From the analysis of 341.047 radiation events it was observed that in the dose reduction system the 70% of the KAP was delivered with 0.4 mm Cu + 1 mm Al of added filtration, while in the standard system the 70% of the KAP was delivered with no added filtration.
Figure 2 shows the ratio Hp(10)/KAP per procedure, graphed with boxes, for the two types of systems discussed in this investigation: the “dose reduction” with high filtration system (4342 cases with a default added filtration of 0.4 mm Cu in cine) and the “standard” with low filtration system (667 cases with no added filtration in cine). The average ± standard deviation resulted in 7±2 μSv·Gy-1cm-2 for the “standard” and 13±3 μSv·Gy-1cm-2 for the “dose reduction” system (p<0.001).

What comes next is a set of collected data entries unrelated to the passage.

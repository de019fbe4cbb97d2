//! In-process transport.
//!
//! Every transport connected to the same [`LoopbackBus`] receives every
//! published event, its own included, which is what a naive broadcast
//! channel does and what self-echo suppression has to cope with.

use super::{Inbound, Transport, TransportError};
use serde_json::Value;
use std::cell::RefCell;
use std::collections::VecDeque;
use std::rc::Rc;

#[derive(Debug)]
struct Bus {
    ready: bool,
    queues: Vec<VecDeque<Inbound>>,
    published: Vec<Inbound>,
}

/// Shared in-process message bus.
#[derive(Debug, Clone)]
pub struct LoopbackBus {
    inner: Rc<RefCell<Bus>>,
}

impl Default for LoopbackBus {
    fn default() -> Self {
        Self::new()
    }
}

impl LoopbackBus {
    /// A ready bus with no subscribers.
    pub fn new() -> Self {
        Self {
            inner: Rc::new(RefCell::new(Bus {
                ready: true,
                queues: Vec::new(),
                published: Vec::new(),
            })),
        }
    }

    /// Connect a new subscriber.
    pub fn connect(&self) -> LoopbackTransport {
        let mut bus = self.inner.borrow_mut();
        bus.queues.push(VecDeque::new());
        LoopbackTransport {
            bus: self.clone(),
            slot: bus.queues.len() - 1,
        }
    }

    pub fn set_ready(&self, ready: bool) {
        self.inner.borrow_mut().ready = ready;
    }

    pub fn is_ready(&self) -> bool {
        self.inner.borrow().ready
    }

    /// Deliver an event to every subscriber, as if a peer outside the bus
    /// had published it. Not recorded in [`published`](Self::published).
    pub fn inject(&self, event: &str, payload: Value) {
        let mut bus = self.inner.borrow_mut();
        for queue in &mut bus.queues {
            queue.push_back(Inbound::new(event, payload.clone()));
        }
    }

    /// Everything published through the bus, in order.
    pub fn published(&self) -> Vec<Inbound> {
        self.inner.borrow().published.clone()
    }

    fn publish(&self, event: &str, payload: Value) -> Result<(), TransportError> {
        let mut bus = self.inner.borrow_mut();
        if !bus.ready {
            return Err(TransportError::NotReady);
        }
        bus.published.push(Inbound::new(event, payload.clone()));
        for queue in &mut bus.queues {
            queue.push_back(Inbound::new(event, payload.clone()));
        }
        Ok(())
    }

    fn drain(&self, slot: usize) -> Vec<Inbound> {
        let mut bus = self.inner.borrow_mut();
        match bus.queues.get_mut(slot) {
            Some(queue) => queue.drain(..).collect(),
            None => Vec::new(),
        }
    }
}

/// One subscriber on a [`LoopbackBus`].
#[derive(Debug)]
pub struct LoopbackTransport {
    bus: LoopbackBus,
    slot: usize,
}

impl Transport for LoopbackTransport {
    fn is_ready(&self) -> bool {
        self.bus.is_ready()
    }

    fn emit(&mut self, event: &str, payload: Value) -> Result<(), TransportError> {
        self.bus.publish(event, payload)
    }

    fn poll(&mut self) -> Vec<Inbound> {
        self.bus.drain(self.slot)
    }
}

Figure 3 shows the cumulative KAP and Hp(10) per procedure for both models of X-ray systems. The median for the cumulative Hp(10) per procedure measured at the C-arm was quite similar in both systems: for the standard and dose reduction system, the median was 346 and 302 μSv respectively, while the median KAP was two fold in the standard system, 53 vs 25 Gy·cm2.